» DATASET:
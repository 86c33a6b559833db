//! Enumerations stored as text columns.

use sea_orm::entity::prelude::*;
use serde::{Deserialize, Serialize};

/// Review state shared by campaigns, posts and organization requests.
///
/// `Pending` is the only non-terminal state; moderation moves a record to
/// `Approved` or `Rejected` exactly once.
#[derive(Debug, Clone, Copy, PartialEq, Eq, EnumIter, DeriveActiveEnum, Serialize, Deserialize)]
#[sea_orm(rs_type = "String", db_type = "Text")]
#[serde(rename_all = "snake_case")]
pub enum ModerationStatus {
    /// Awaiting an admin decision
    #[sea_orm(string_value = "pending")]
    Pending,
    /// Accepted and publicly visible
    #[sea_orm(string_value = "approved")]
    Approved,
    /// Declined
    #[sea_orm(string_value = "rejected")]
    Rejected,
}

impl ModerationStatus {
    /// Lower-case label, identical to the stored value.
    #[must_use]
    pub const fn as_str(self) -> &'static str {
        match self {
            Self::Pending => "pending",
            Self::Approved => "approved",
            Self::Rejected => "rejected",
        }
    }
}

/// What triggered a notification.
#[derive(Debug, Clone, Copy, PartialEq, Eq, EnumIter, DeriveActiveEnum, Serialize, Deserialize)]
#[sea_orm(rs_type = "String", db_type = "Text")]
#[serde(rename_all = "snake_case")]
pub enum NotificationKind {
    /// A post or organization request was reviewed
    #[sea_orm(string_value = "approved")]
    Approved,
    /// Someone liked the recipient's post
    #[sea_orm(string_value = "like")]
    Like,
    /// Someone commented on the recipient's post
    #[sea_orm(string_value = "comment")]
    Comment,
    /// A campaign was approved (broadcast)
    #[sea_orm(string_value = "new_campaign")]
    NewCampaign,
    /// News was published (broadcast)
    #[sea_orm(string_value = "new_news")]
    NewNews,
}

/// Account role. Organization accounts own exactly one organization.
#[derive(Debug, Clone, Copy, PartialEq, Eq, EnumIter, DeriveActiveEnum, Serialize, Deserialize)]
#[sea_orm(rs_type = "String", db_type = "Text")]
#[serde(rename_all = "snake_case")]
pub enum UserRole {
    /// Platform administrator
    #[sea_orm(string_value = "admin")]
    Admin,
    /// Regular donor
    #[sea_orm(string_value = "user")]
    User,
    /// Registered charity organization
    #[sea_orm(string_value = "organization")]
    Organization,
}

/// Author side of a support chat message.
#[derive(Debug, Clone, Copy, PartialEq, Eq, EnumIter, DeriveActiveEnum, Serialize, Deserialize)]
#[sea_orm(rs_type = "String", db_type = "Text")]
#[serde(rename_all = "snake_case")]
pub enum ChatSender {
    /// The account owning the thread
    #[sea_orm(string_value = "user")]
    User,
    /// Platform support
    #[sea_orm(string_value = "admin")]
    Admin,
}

* * *

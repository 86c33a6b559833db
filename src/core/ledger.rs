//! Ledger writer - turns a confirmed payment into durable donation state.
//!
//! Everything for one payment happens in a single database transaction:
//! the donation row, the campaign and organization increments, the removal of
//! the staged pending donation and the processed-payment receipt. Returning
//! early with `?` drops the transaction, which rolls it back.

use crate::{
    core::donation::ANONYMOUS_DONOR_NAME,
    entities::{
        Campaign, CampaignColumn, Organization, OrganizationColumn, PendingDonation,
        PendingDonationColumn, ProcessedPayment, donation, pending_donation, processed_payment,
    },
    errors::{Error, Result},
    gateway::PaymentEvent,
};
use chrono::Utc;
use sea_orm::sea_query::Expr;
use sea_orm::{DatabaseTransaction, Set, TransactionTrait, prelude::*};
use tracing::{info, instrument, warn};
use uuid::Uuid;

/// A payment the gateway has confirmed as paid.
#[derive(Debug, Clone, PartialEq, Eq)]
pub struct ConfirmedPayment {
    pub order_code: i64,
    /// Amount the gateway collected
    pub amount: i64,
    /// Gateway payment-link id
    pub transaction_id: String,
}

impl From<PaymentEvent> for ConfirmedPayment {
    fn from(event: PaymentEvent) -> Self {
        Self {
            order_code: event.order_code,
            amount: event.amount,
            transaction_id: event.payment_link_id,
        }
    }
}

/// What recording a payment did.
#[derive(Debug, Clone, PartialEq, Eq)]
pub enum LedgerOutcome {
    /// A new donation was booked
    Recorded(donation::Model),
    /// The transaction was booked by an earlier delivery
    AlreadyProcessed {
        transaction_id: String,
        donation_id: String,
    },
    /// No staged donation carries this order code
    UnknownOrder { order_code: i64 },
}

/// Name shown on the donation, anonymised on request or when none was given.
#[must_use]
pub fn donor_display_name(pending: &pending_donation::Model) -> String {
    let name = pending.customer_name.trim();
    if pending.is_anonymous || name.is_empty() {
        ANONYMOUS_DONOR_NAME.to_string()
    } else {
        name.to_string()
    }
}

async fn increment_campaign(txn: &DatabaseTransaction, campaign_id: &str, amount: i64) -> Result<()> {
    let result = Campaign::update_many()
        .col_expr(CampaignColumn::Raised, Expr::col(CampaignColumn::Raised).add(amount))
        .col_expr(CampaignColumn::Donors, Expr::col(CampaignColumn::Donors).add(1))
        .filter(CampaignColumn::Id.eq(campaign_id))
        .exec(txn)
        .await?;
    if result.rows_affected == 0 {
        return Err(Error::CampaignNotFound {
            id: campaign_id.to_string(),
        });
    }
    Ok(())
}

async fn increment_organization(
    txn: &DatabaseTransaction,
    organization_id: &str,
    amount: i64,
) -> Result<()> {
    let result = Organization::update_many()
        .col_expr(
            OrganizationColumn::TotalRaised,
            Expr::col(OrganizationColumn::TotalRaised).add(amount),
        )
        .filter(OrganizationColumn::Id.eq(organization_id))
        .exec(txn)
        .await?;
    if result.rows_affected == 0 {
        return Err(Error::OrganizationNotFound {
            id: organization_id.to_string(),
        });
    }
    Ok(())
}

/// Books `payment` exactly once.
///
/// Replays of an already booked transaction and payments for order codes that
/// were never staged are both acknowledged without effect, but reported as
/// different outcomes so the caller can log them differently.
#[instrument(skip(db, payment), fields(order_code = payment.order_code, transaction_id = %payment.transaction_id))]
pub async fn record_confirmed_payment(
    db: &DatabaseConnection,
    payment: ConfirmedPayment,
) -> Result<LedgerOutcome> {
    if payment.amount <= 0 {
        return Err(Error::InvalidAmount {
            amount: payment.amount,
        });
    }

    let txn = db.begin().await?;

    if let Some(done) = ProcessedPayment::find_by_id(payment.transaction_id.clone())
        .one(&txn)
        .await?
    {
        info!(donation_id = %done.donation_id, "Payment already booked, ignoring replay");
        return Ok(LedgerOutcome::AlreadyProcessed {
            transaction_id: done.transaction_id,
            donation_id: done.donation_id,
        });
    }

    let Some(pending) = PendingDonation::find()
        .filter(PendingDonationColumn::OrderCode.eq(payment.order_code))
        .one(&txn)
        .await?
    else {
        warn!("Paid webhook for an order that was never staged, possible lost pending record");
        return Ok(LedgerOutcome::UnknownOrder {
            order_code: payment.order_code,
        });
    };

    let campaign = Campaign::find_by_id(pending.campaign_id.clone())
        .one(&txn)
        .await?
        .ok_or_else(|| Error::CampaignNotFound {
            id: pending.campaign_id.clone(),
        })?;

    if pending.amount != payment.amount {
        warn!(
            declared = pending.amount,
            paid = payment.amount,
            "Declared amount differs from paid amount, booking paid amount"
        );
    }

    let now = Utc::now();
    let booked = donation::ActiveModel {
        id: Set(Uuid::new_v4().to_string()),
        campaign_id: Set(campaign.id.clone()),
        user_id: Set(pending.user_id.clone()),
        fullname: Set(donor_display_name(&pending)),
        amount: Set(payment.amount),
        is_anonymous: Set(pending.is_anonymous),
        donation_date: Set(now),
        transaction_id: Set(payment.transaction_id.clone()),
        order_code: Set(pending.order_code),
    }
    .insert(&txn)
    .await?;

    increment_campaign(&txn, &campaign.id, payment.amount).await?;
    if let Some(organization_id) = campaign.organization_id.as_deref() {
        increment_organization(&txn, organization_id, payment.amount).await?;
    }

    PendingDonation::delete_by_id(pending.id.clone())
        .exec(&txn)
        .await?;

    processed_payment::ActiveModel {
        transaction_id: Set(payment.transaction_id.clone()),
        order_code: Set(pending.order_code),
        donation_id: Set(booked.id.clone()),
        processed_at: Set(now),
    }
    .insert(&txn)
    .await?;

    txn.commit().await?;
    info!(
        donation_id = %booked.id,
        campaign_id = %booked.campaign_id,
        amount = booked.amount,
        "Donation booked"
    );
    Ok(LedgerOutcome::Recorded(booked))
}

» REQUIRED ACTION: Pick out every line above that contains the word "support" and copy it.

» SOLUTION TO THIS TASK:
/// Author side of a support chat message.
    /// Platform support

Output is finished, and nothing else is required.